Pour le back-end qui doit encaisser de la charge ou tenir des traitements lourds, je me tourne vers Go. Le langage est volontairement simple : peu de magie, du code lisible que je relirai sans peine dans deux ans. Surtout, sa gestion native de la concurrence avec les goroutines permet de traiter des milliers de requêtes simultanées sans architecture exotique, et les binaires compilés démarrent en quelques millisecondes — idéal pour des conteneurs légers et une facture d'hébergement maîtrisée.
Concrètement, je sépare les responsabilités. Next.js gère l'affichage, l'authentification côté session et les écrans ; Go expose une API claire pour la logique métier sensible, les jobs en arrière-plan et les intégrations tierces. Les deux dialoguent via des contrats explicites, souvent typés de bout en bout. Quand le front et le back évoluent à des rythmes différents — ce qui arrive vite — cette frontière nette évite que toucher un bouton casse un calcul critique.

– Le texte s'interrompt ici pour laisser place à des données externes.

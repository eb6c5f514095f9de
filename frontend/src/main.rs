#![allow(non_snake_case)]

use models::{
    conditions::{SensorState, Weather},
    config::ConfigSnapshot,
    view::SessionView,
};
use sycamore::{futures::spawn_local_scoped, prelude::*};
use web_sys::Event;

use crate::helpers::log;

mod auth;
mod config;
mod dashboard;
mod helpers;

fn main() {
    std::panic::set_hook(Box::new(console_error_panic_hook::hook));

    sycamore::render(|cx| {
        // Global context signals
        let session_view = create_signal(cx, SessionView::Loading);
        provide_context_ref(cx, session_view);

        provide_context(cx, create_rc_signal(None::<ConfigSnapshot>));
        provide_context(cx, create_rc_signal(None::<SensorState>));
        provide_context(cx, create_rc_signal(None::<Weather>));

        // Ask the backend whether we already have a session
        spawn_local_scoped(cx, async move {
            match helpers::check_session().await {
                Ok(status) => session_view.set(SessionView::after_mount(status)),
                Err(err) => log(&format!("session check failed: {err}")),
            }
        });

        view! { cx,
            App()
        }
    })
}

/// Starts independent fetches of config, state and weather.
pub fn refresh(cx: Scope<'_>) {
    let config = use_context::<RcSignal<Option<ConfigSnapshot>>>(cx);
    let state = use_context::<RcSignal<Option<SensorState>>>(cx);
    let weather = use_context::<RcSignal<Option<Weather>>>(cx);

    spawn_local_scoped(cx, async move {
        match helpers::get_config().await {
            Ok(value) => config.set(Some(value)),
            Err(err) => log(&format!("refresh failed: {err}")),
        }
    });
    spawn_local_scoped(cx, async move {
        match helpers::get_state().await {
            Ok(value) => state.set(Some(value)),
            Err(err) => log(&format!("refresh failed: {err}")),
        }
    });
    spawn_local_scoped(cx, async move {
        match helpers::get_weather().await {
            Ok(value) => weather.set(Some(value)),
            Err(err) => log(&format!("refresh failed: {err}")),
        }
    });
}

#[component]
fn App<G: Html>(cx: Scope) -> View<G> {
    let session_view = use_context::<Signal<SessionView>>(cx);

    view! { cx,
        div(class="main-body") {
            (match *session_view.get() {
                SessionView::Loading => view! { cx, "Please Wait 💕" },
                SessionView::Login => view! { cx, auth::LoginForm() },
                SessionView::Dashboard => view! { cx,
                    Toolbar()
                    dashboard::Dashboard()
                },
                SessionView::Config => view! { cx,
                    Toolbar()
                    config::ConfigView()
                },
            })
        }
    }
}

#[component]
fn Toolbar<G: Html>(cx: Scope) -> View<G> {
    let session_view = use_context::<Signal<SessionView>>(cx);

    let navigate = move |to: SessionView| {
        if let Some(next) = session_view.get().navigate(to) {
            session_view.set(next);
        }
    };
    let dashboard_class = create_selector(cx, || match *session_view.get() {
        SessionView::Dashboard => "tab-button highlighted",
        _ => "tab-button",
    });
    let config_class = create_selector(cx, || match *session_view.get() {
        SessionView::Config => "tab-button highlighted",
        _ => "tab-button",
    });

    let logout = move |_e: Event| {
        spawn_local_scoped(cx, async move {
            auth::logout(cx).await;
        })
    };

    view! { cx,
        div(class="tab-bar") {
            div(class=dashboard_class, on:click=move |_e: Event| navigate(SessionView::Dashboard)) {
                "🏠"
            }
            div(class=config_class, on:click=move |_e: Event| navigate(SessionView::Config)) {
                "⚙"
            }
            a(href="#/", on:click=logout, class="logout") {
                "Logout"
            }
        }
    }
}
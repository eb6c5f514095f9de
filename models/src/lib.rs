use std::time::Duration;

pub mod auth;
pub mod conditions;
pub mod config;
pub mod editor;
pub mod heating_cooling;
pub mod sync;
pub mod units;
pub mod view;

/// Quiet period after the last edit before the pending config is written back.
pub const DEBOUNCE_WINDOW: Duration = Duration::from_millis(1500);

/// How often the dashboard re-pulls config, state and weather.
pub const REFRESH_INTERVAL: Duration = Duration::from_secs(6 * 60);
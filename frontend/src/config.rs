use models::config::{ConfigPatch, ConfigSnapshot};
use sycamore::{futures::spawn_local_scoped, prelude::*};
use web_sys::Event;

use crate::helpers::{self, log};

#[component]
pub fn ConfigView<G: Html>(cx: Scope) -> View<G> {
    let config = use_context::<RcSignal<Option<ConfigSnapshot>>>(cx);

    view! { cx,
        (match &*config.get() {
            Some(snapshot) => {
                let snapshot = snapshot.clone();
                view! { cx, ModesForm(snapshot = snapshot) }
            }
            None => view! { cx, div(class="loading") { "Loading..." } },
        })
    }
}

#[derive(Prop)]
struct ModesFormParams {
    snapshot: ConfigSnapshot,
}

/// One checkbox per backend mode; saving posts only `modes_available`.
#[component]
fn ModesForm<G: Html>(cx: Scope, params: ModesFormParams) -> View<G> {
    let config = use_context::<RcSignal<Option<ConfigSnapshot>>>(cx);
    let ModesFormParams { snapshot } = params;

    let location = snapshot.location_label.unwrap_or_default();
    let modes: &Vec<(String, &Signal<bool>)> = create_ref(
        cx,
        snapshot
            .modes_available
            .into_iter()
            .map(|(name, enabled)| (name, create_signal(cx, enabled)))
            .collect(),
    );
    let saving = create_signal(cx, false);

    let save = move |_e: Event| {
        let patch = ConfigPatch::modes_available(
            modes
                .iter()
                .map(|(name, enabled)| (name.clone(), *enabled.get()))
                .collect(),
        );
        saving.set(true);
        spawn_local_scoped(cx, async move {
            let reply = helpers::post_config(&patch).await;
            saving.set(false);
            // Replacing the snapshot re-renders this form
            match reply {
                Ok(snapshot) => config.set(Some(snapshot)),
                Err(err) => log(&format!("saving modes failed: {err}")),
            }
        });
    };

    let checkboxes = View::new_fragment(
        modes
            .iter()
            .map(|(name, enabled)| {
                let name = name.clone();
                view! { cx,
                    label(class="mode-option") {
                        input(type="checkbox", bind:checked=enabled)
                        (name)
                    }
                }
            })
            .collect(),
    );

    view! { cx,
        div(class="config") {
            div(class="location") { (location) }
            div(class="modes") { (checkboxes) }
            input(type="button", value="Save", disabled=*saving.get(), on:click=save)
        }
    }
}
use serde::{Deserialize, Serialize};

use crate::units::Scale;

fn default_celsius() -> bool {
    true
}

fn default_set_temperature() -> f64 {
    21.0
}

fn default_modes() -> Vec<String> {
    vec!["Off".into(), "Heat".into()]
}

fn default_mode_set() -> String {
    "Off".into()
}

/// Device configuration as last reported by the backend.
///
/// `set_temperature` is always degrees Celsius, whatever `celsius` says about
/// the display scale. Missing fields take the backend's schema defaults.
#[derive(Clone, Debug, PartialEq, Serialize, Deserialize)]
pub struct ConfigSnapshot {
    #[serde(default = "default_celsius")]
    pub celsius: bool,
    #[serde(default = "default_set_temperature")]
    pub set_temperature: f64,
    #[serde(default = "default_mode_set")]
    pub mode_set: String,
    #[serde(default = "default_modes")]
    pub modes: Vec<String>,
    #[serde(default)]
    pub modes_available: Vec<(String, bool)>,
    #[serde(default, skip_serializing_if = "Option::is_none")]
    pub location_label: Option<String>,
    #[serde(default, skip_serializing_if = "Option::is_none")]
    pub location: Option<Vec<f64>>,
}

impl ConfigSnapshot {
    pub fn scale(&self) -> Scale {
        Scale::from_celsius_flag(self.celsius)
    }
}

impl Default for ConfigSnapshot {
    fn default() -> Self {
        ConfigSnapshot {
            celsius: default_celsius(),
            set_temperature: default_set_temperature(),
            mode_set: default_mode_set(),
            modes: default_modes(),
            modes_available: Vec::new(),
            location_label: None,
            location: None,
        }
    }
}

/// Body of a `set_config` request. Only the present fields are sent.
#[derive(Clone, Debug, Default, PartialEq, Serialize, Deserialize)]
pub struct ConfigPatch {
    #[serde(default, skip_serializing_if = "Option::is_none")]
    pub celsius: Option<bool>,
    #[serde(default, skip_serializing_if = "Option::is_none")]
    pub set_temperature: Option<f64>,
    #[serde(default, skip_serializing_if = "Option::is_none")]
    pub mode_set: Option<String>,
    #[serde(default, skip_serializing_if = "Option::is_none")]
    pub modes_available: Option<Vec<(String, bool)>>,
}

impl ConfigPatch {
    pub fn modes_available(modes: Vec<(String, bool)>) -> Self {
        ConfigPatch {
            modes_available: Some(modes),
            ..Default::default()
        }
    }

    pub fn is_empty(&self) -> bool {
        *self == ConfigPatch::default()
    }
}

/// Reply of `get_config` and `set_config`.
#[derive(Clone, Debug, Default, Serialize, Deserialize)]
pub struct ConfigReply {
    #[serde(default)]
    pub config: Option<ConfigSnapshot>,
    #[serde(default)]
    pub config_required: bool,
    #[serde(default)]
    pub message: Option<String>,
    #[serde(default)]
    pub error: Option<String>,
}
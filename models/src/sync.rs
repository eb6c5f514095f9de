//! Backend routes and how their HTTP status codes are read.

use std::fmt;

/// POST routes of the Nido web backend.
#[derive(Copy, Clone, Debug, PartialEq, Eq, Hash)]
pub enum Route {
    GetConfig,
    GetState,
    GetWeather,
    SetConfig,
    Login,
    Logout,
}

impl Route {
    pub fn path(self) -> &'static str {
        match self {
            Route::GetConfig => "get_config",
            Route::GetState => "get_state",
            Route::GetWeather => "get_weather",
            Route::SetConfig => "set_config",
            Route::Login => "login",
            Route::Logout => "logout",
        }
    }

    /// Key under which the route's payload sits in the reply body.
    pub fn field(self) -> Option<&'static str> {
        match self {
            Route::GetConfig | Route::SetConfig => Some("config"),
            Route::GetState => Some("state"),
            Route::GetWeather => Some("weather"),
            Route::Login | Route::Logout => None,
        }
    }
}

impl fmt::Display for Route {
    fn fmt(&self, f: &mut fmt::Formatter<'_>) -> fmt::Result {
        f.write_str(self.path())
    }
}

pub const FORBIDDEN: u16 = 403;

#[derive(Copy, Clone, Debug, PartialEq, Eq)]
pub enum StatusClass {
    Success,
    AuthRequired,
}

/// Success iff `status` is in `[200, 300)`.
pub fn classify_success(status: u16) -> Result<StatusClass, u16> {
    if (200..300).contains(&status) {
        Ok(StatusClass::Success)
    } else {
        Err(status)
    }
}

/// Like [`classify_success`], but a 403 is an expected answer meaning the
/// session is not logged in.
pub fn classify_success_or_auth_required(status: u16) -> Result<StatusClass, u16> {
    if status == FORBIDDEN {
        Ok(StatusClass::AuthRequired)
    } else {
        classify_success(status)
    }
}

#[cfg(test)]
mod tests {
    use super::*;

    #[test]
    fn plain_classification_rejects_403() {
        assert_eq!(classify_success(200), Ok(StatusClass::Success));
        assert_eq!(classify_success(204), Ok(StatusClass::Success));
        assert_eq!(classify_success(299), Ok(StatusClass::Success));
        assert_eq!(classify_success(300), Err(300));
        assert_eq!(classify_success(403), Err(403));
        assert_eq!(classify_success(199), Err(199));
    }

    #[test]
    fn auth_classification_widens_success() {
        assert_eq!(classify_success_or_auth_required(403), Ok(StatusClass::AuthRequired));
        assert_eq!(classify_success_or_auth_required(201), Ok(StatusClass::Success));
        assert_eq!(classify_success_or_auth_required(401), Err(401));
        assert_eq!(classify_success_or_auth_required(500), Err(500));
    }

    #[test]
    fn routes_know_their_payload_field() {
        assert_eq!(Route::SetConfig.path(), "set_config");
        assert_eq!(Route::SetConfig.field(), Some("config"));
        assert_eq!(Route::GetWeather.field(), Some("weather"));
        assert_eq!(Route::Login.field(), None);
    }
}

Ce duo n'est pas un dogme : sur un projet plus modeste, l'API intégrée de Next.js suffit largement et ajouter Go serait de la sur-ingénierie. Je sors Go quand le besoin est réel : volumétrie, temps réel exigeant, traitements coûteux. L'idée directrice reste la même sur tous mes projets — des fondations sobres, prévisibles et bien documentées, pour qu'on construise dessus pendant des années plutôt que de tout réécrire au bout de dix-huit mois.